Это сакраментальные слова турков; а я думал, что это сакраментальные слова любви; и я вскричал столь же нежно:
— Аллах, илля Аллах!
— Хвала милосердному господу, вы турок, — сказала она.
Я ответил, что благословлял Аллаха за то, что он даровал мне силу, и почувствовал себя весьма счастливым. Наутро явился имам,{119} чтобы совершить надо мною обрезание, и так как я оказал некоторое сопротивление, кади{120} того квартала, человек, приверженный закону, предложил посадить меня на кол; я спас мою крайнюю плоть и мой зад при помощи тысячи цехинов и незамедлительно бежал в Персию, твердо решившись не слушать более ни греческой, ни латинской обедни в Турции и не восклицать «Аллах, илля Аллах!» во время любовных утех.
По прибытии в Исфаган меня спросили, предпочитаю ли я черного либо белого барана. Я отвечал, что мне это глубоко безразлично, было бы нежным его мясо. Надо знать, что еще доныне персияне разделяются на секты Черного барана и Белого барана.{121} Они подумали, будто я насмехаюсь над обеими сторонами, так что не успел я войти в городские ворота, как уже впутался в серьезное судебное дело; чтобы разделаться с баранами, мне пришлось употребить большое количество цехинов.

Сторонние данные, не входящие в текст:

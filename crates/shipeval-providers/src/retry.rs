//! Retry discipline shared by the HTTP adapters.
//!
//! Transient failures (rate limit, connection trouble, 5xx) are retried up
//! to 3 attempts with delays of 1s, 2s, 4s. Everything else fails on the
//! first attempt. Rate-limit exhaustion maps to `ProviderRateLimit` so the
//! orchestrator can distinguish throttling from flaky infrastructure.

use std::future::Future;
use std::time::Duration;

use tracing::warn;

use shipeval_contracts::error::{EvalError, EvalResult};

/// Total attempts per call: one initial try plus two retries.
pub const MAX_ATTEMPTS: u32 = 3;

/// Capped exponential backoff: 1s, 2s, 4s for attempts 0, 1, 2.
pub fn backoff_delay(attempt: u32) -> Duration {
    Duration::from_secs(1u64 << attempt.min(2))
}

/// Run `call` up to [`MAX_ATTEMPTS`] times, sleeping between transient
/// failures. Non-transient errors are returned immediately.
///
/// `call` receives the zero-based attempt number. When every attempt was a
/// rate limit (reason tagged `429`), the exhausted error is collapsed to
/// `ProviderRateLimit`; otherwise the last transient error is returned.
pub async fn with_retry<T, F, Fut>(provider: &str, call: F) -> EvalResult<T>
where
    F: Fn(u32) -> Fut,
    Fut: Future<Output = EvalResult<T>>,
{
    let mut last_was_rate_limit = false;

    for attempt in 0..MAX_ATTEMPTS {
        match call(attempt).await {
            Ok(value) => return Ok(value),
            Err(err) if err.is_transient() => {
                last_was_rate_limit = matches!(
                    &err,
                    EvalError::ProviderTransient { reason, .. } if reason.starts_with("429")
                );

                if attempt + 1 < MAX_ATTEMPTS {
                    let delay = backoff_delay(attempt);
                    warn!(
                        provider = %provider,
                        attempt = attempt + 1,
                        delay_secs = delay.as_secs(),
                        error = %err,
                        "transient provider error, backing off"
                    );
                    tokio::time::sleep(delay).await;
                } else if last_was_rate_limit {
                    return Err(EvalError::ProviderRateLimit {
                        provider: provider.to_string(),
                        attempts: MAX_ATTEMPTS,
                    });
                } else {
                    return Err(err);
                }
            }
            Err(err) => return Err(err),
        }
    }

    // Unreachable: the loop always returns on its final iteration.
    Err(EvalError::ProviderTransient {
        provider: provider.to_string(),
        reason: "retry loop exhausted".to_string(),
    })
}

/// Map an HTTP status + body excerpt to the adapter error taxonomy.
///
/// - 429 → transient, tagged so exhaustion becomes `ProviderRateLimit`
/// - 5xx → transient
/// - 401/403 → fatal (authentication)
/// - 404 → fatal (model or endpoint not found)
/// - any other 4xx → fatal (the request is wrong; retrying cannot help)
pub fn classify_status(provider: &str, status: u16, body: &str) -> EvalError {
    let excerpt: String = body.chars().take(200).collect();
    match status {
        429 => EvalError::ProviderTransient {
            provider: provider.to_string(),
            reason: format!("429 rate limited: {excerpt}"),
        },
        500..=599 => EvalError::ProviderTransient {
            provider: provider.to_string(),
            reason: format!("{status} server error: {excerpt}"),
        },
        401 | 403 => EvalError::ProviderFatal {
            provider: provider.to_string(),
            reason: format!("{status} authentication failed: {excerpt}"),
        },
        404 => EvalError::ProviderFatal {
            provider: provider.to_string(),
            reason: format!("404 model or endpoint not found: {excerpt}"),
        },
        _ => EvalError::ProviderFatal {
            provider: provider.to_string(),
            reason: format!("{status} request rejected: {excerpt}"),
        },
    }
}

Я достиг пределов Китая в сопровождении толмача, который уверил меня, что это страна, где живут весело и свободно. Там хозяйничали татары,{122} предавшие всю страну огню и мечу; и преподобные отцы иезуиты, с одной стороны, так же как преподобные отцы доминиканцы — с другой, говорили, что они втайне от всех отвоевывают души для господа бога. Никогда еще не бывало столь ревностных обратителей в истинную веру, ибо они поочередно преследовали друг друга; они строчили в Рим целые фолианты, заполненные клеветой, они называли друг друга неверными и совратителями душ человеческих. Особенно ужасная распря возникла у них по вопросу о том, как следует кланяться. Иезуиты желали, чтобы китайцы приветствовали своих отцов и матерей на китайский манер, а доминиканцы хотели, чтобы они делали это по римскому обычаю. Случилось так, что иезуиты приняли меня за доминиканца. Его татарскому величеству доложили, будто я папский шпион. Высший государственный совет поручил первому мандарину, а тот приказал военному чину, который скомандовал четырем сбирам этого округа арестовать меня и связать по всем правилам церемонии. После ста сорока коленопреклонений я был представлен его величеству. Властитель велел спросить меня, правда ли, что я шпион папы, и верно ли, что этот князь церкви собирается прибыть сюда собственной персоной и свергнуть его с престола. Я отвечал, что папа — это священнослужитель семидесяти лет от роду, что живет он в сорока тысячах лье от его божественного татаро-китайского величества; что у него есть около двух тысяч солдат, которые несут караул, держа над ним балдахин; что он никого не свергает с престола и его величество может спать спокойно. Это приключение оказалось наименее гибельным из всех мною пережитых. Меня отправили в Макао, а там я погрузился на судно, держащее курс на Европу.